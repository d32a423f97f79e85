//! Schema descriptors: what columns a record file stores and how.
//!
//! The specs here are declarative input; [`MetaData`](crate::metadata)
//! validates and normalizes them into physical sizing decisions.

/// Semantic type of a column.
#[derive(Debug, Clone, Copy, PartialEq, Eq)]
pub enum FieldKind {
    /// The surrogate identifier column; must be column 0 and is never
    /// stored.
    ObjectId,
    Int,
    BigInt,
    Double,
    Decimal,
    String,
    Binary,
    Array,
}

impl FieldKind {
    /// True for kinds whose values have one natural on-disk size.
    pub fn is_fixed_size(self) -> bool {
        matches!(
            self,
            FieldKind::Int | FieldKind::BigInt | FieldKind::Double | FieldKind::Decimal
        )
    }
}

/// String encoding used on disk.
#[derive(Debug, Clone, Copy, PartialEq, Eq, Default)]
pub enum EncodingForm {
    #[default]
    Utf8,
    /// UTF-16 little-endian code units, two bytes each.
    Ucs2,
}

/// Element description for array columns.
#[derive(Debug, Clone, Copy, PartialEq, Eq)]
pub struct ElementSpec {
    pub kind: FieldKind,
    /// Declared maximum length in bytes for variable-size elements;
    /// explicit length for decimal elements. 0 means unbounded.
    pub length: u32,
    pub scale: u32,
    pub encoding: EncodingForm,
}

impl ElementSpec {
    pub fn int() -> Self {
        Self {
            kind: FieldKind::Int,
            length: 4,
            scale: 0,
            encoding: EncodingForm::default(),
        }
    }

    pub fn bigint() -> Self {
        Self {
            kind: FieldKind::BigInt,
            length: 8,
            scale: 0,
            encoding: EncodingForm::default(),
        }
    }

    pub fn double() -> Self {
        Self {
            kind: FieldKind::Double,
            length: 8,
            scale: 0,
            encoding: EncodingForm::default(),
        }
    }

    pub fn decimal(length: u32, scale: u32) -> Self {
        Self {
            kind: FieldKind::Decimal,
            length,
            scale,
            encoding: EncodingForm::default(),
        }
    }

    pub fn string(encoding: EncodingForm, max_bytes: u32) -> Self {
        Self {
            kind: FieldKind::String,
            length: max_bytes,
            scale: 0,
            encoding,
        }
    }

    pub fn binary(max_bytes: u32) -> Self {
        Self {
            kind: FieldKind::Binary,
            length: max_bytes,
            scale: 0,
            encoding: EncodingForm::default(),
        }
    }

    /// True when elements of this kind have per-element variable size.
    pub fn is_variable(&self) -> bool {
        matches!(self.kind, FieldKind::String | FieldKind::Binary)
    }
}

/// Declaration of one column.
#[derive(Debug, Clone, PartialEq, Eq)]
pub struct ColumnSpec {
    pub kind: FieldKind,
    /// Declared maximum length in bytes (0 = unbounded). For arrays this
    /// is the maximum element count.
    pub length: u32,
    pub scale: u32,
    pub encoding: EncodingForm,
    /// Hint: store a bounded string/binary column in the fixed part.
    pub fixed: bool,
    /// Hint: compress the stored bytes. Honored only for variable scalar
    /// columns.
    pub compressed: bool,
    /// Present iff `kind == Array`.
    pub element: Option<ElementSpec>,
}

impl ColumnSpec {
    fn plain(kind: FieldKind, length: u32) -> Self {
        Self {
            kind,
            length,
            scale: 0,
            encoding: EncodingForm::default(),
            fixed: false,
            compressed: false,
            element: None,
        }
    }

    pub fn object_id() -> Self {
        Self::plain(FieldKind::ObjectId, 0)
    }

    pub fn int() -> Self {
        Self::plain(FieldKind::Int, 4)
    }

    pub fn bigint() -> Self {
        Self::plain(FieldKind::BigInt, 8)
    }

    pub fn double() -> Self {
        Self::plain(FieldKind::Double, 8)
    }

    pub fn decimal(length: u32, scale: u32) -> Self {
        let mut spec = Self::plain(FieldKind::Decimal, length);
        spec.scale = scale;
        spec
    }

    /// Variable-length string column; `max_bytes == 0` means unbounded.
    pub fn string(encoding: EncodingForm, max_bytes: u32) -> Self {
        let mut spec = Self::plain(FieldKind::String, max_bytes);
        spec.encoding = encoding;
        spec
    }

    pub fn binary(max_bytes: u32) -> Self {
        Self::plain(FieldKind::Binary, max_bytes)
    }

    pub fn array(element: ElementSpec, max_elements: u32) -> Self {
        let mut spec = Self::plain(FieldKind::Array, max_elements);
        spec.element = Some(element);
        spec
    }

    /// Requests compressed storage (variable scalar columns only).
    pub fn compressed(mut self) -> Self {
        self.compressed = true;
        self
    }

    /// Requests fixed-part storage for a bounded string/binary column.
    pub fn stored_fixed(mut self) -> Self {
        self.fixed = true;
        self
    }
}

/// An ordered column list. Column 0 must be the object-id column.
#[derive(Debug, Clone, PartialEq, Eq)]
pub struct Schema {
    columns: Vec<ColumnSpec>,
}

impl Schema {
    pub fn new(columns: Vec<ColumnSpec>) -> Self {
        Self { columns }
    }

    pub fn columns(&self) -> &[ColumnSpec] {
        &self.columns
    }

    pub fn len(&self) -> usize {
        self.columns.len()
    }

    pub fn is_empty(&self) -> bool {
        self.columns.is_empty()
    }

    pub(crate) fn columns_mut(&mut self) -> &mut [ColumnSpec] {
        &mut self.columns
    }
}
==
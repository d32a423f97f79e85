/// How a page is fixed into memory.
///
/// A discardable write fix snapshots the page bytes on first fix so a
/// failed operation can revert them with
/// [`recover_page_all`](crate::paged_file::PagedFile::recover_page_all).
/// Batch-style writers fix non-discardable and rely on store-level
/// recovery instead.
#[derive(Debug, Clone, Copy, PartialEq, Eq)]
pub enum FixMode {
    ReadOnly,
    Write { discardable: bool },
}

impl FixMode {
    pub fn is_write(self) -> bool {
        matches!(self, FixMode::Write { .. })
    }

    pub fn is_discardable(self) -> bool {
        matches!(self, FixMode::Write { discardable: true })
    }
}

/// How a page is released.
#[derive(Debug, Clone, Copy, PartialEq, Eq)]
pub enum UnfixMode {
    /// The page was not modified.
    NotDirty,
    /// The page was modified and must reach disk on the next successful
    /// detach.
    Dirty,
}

Activity:
The lines above, starting at the one with "pub fn compressed(mut" and ending at the one with "the object-id column.", are the only ones to return, exactly as written.

Your solution:
    pub fn compressed(mut self) -> Self {
        self.compressed = true;
        self
    }

    /// Requests fixed-part storage for a bounded string/binary column.
    pub fn stored_fixed(mut self) -> Self {
        self.fixed = true;
        self
    }
}

/// An ordered column list. Column 0 must be the object-id column.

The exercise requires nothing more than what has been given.